All good jokes use threes, but this straight scoop. Was hunting roosters today when I kicked out a jack rabbit. It was about half white and really out of place in the bean stubble. Bit later I was taking a rest on a rockpile when a long tailed weasel came by and it was almost completly turned white. Neat. Before I got back to the truck, Gus put up a hen that was solid white. Not an albino either. Almost dropped the hammer before she peeped.


----------



## jamartinmg2 (Oct 7, 2004)

That has got to be some kind of omen doesn't it? I am thinking you are going to experience 7 years of fabulous pheasant hunting!  Well.... nice thought anyway. Hope it comes true all the same.


----------



## Bobm (Aug 26, 2003)

These are the things that really make a hunt memorable, its never about a limit or the kill anymore for me. I'm seriously considering selling my deer rifles and hunting deer with a very high quality digital camera.
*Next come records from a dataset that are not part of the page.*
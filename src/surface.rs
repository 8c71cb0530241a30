//! Render targets: text panels, room zone elements and their board, plus
//! the two views that group them by owner.
//!
//! Each view is written by exactly one component:
//!
//! ```text
//! PlanView  ← render::render_plan / render::draw_map
//!   ├── summary : TextPanel
//!   └── canvas  : RecordingCanvas
//! RoomView  ← reconcile::apply_room_states
//!   ├── zones   : ZoneBoard (one ZoneElement per known room)
//!   └── summary : TextPanel
//! ```

use crate::canvas::RecordingCanvas;
use crate::topology::Topology;
use crate::types::{RoomCategory, KNOWN_ROOMS};
use std::collections::BTreeMap;
use std::sync::Arc;

// ---------------------------------------------------------------------------
// Text panel
// ---------------------------------------------------------------------------

/// A block of display text. Content is always replaced wholesale.
#[derive(Debug, Clone, Default, PartialEq, Eq)]
pub struct TextPanel {
    lines: Vec<String>,
}

impl TextPanel {
    pub fn new() -> Self {
        Self::default()
    }

    pub fn replace(&mut self, lines: Vec<String>) {
        self.lines = lines;
    }

    pub fn lines(&self) -> &[String] {
        &self.lines
    }

    pub fn text(&self) -> String {
        self.lines.join("\n")
    }

    pub fn is_empty(&self) -> bool {
        self.lines.is_empty()
    }
}

// ---------------------------------------------------------------------------
// Zone element
// ---------------------------------------------------------------------------

/// Class marker every zone carries regardless of category.
pub const ZONE_BASE_CLASS: &str = "zone";

/// One room's zone on the floorplan overlay.
#[derive(Debug, Clone, PartialEq, Eq)]
pub struct ZoneElement {
    pub room_id: String,
    classes: Vec<String>,
}

impl ZoneElement {
    pub fn new(room_id: impl Into<String>) -> Self {
        Self {
            room_id: room_id.into(),
            classes: vec![ZONE_BASE_CLASS.to_string()],
        }
    }

    pub fn add_class(&mut self, class: &str) {
        if !self.has_class(class) {
            self.classes.push(class.to_string());
        }
    }

    pub fn remove_class(&mut self, class: &str) {
        self.classes.retain(|c| c != class);
    }

    pub fn has_class(&self, class: &str) -> bool {
        self.classes.iter().any(|c| c == class)
    }

    pub fn classes(&self) -> &[String] {
        &self.classes
    }

    /// Categories whose marker is currently present.
    pub fn active_categories(&self) -> Vec<RoomCategory> {
        RoomCategory::ALL
            .into_iter()
            .filter(|c| self.has_class(c.class_name()))
            .collect()
    }

    /// The single active category, or `None` if the zone has never been
    /// reconciled (or is somehow in a multi-category state).
    pub fn category(&self) -> Option<RoomCategory> {
        match self.active_categories().as_slice() {
            [one] => Some(*one),
            _ => None,
        }
    }
}

// ---------------------------------------------------------------------------
// Zone board
// ---------------------------------------------------------------------------

/// All zone elements, keyed by room id.
#[derive(Debug, Clone, Default)]
pub struct ZoneBoard {
    zones: BTreeMap<String, ZoneElement>,
}

impl ZoneBoard {
    pub fn new() -> Self {
        Self::default()
    }

    /// One zone per known room, none of them categorised yet.
    pub fn with_known_rooms() -> Self {
        let mut board = Self::new();
        for room in KNOWN_ROOMS {
            board.insert(ZoneElement::new(room));
        }
        board
    }

    pub fn insert(&mut self, zone: ZoneElement) {
        self.zones.insert(zone.room_id.clone(), zone);
    }

    pub fn remove(&mut self, room_id: &str) -> Option<ZoneElement> {
        self.zones.remove(room_id)
    }

    pub fn get(&self, room_id: &str) -> Option<&ZoneElement> {
        self.zones.get(room_id)
    }

    pub fn get_mut(&mut self, room_id: &str) -> Option<&mut ZoneElement> {
        self.zones.get_mut(room_id)
    }

    pub fn len(&self) -> usize {
        self.zones.len()
    }

    pub fn is_empty(&self) -> bool {
        self.zones.is_empty()
    }

    pub fn iter(&self) -> impl Iterator<Item = &ZoneElement> {
        self.zones.values()
    }
}

// ---------------------------------------------------------------------------
// Views
// ---------------------------------------------------------------------------

/// Render target owned by the Plan and Map renderers.
#[derive(Debug, Clone)]
pub struct PlanView {
    pub summary: TextPanel,
    pub canvas: RecordingCanvas,
}

impl PlanView {
    pub fn new(topology: &Topology) -> Self {
        let (w, h) = topology.dimensions();
        Self {
            summary: TextPanel::new(),
            canvas: RecordingCanvas::new(w, h),
        }
    }
}

/// Render target owned by the Room State Reconciler.
#[derive(Debug, Clone)]
pub struct RoomView {
    pub zones: ZoneBoard,
    pub summary: TextPanel,
}

impl RoomView {
    pub fn new() -> Self {
        Self {
            zones: ZoneBoard::with_known_rooms(),
            summary: TextPanel::new(),
        }
    }
}

impl Default for RoomView {
    fn default() -> Self {
        Self::new()
    }
}

/// Shared handle to a view. Locks are held only for a synchronous render.
pub type SharedView<T> = Arc<parking_lot::Mutex<T>>;

pub fn shared<T>(view: T) -> SharedView<T> {
    Arc::new(parking_lot::Mutex::new(view))
}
I to have seen so many things like this over the years I wish I had a picture of.


----------



## jamartinmg2 (Oct 7, 2004)

I have gotten to the point where I enjoy just getting out almost as much, if not more, than shooting the birds. Sure you gotta love when 3 or 4 roosters flush right in front of you, but the other more subtle things like watching the sun come up, or go down, seeing how your dog works a likely looking pheasant haunt or listening to the geese, cranes and ducks in your hunting blind right before sunrise are all great experiences. There is nothing else quite like it.


----------



## DJRooster (Nov 4, 2002)

The rabbit and the weasal being white is truly an "omen" that being winter is coming. As far as the white pheasant not being albino? Well that omen is open for debate!


----------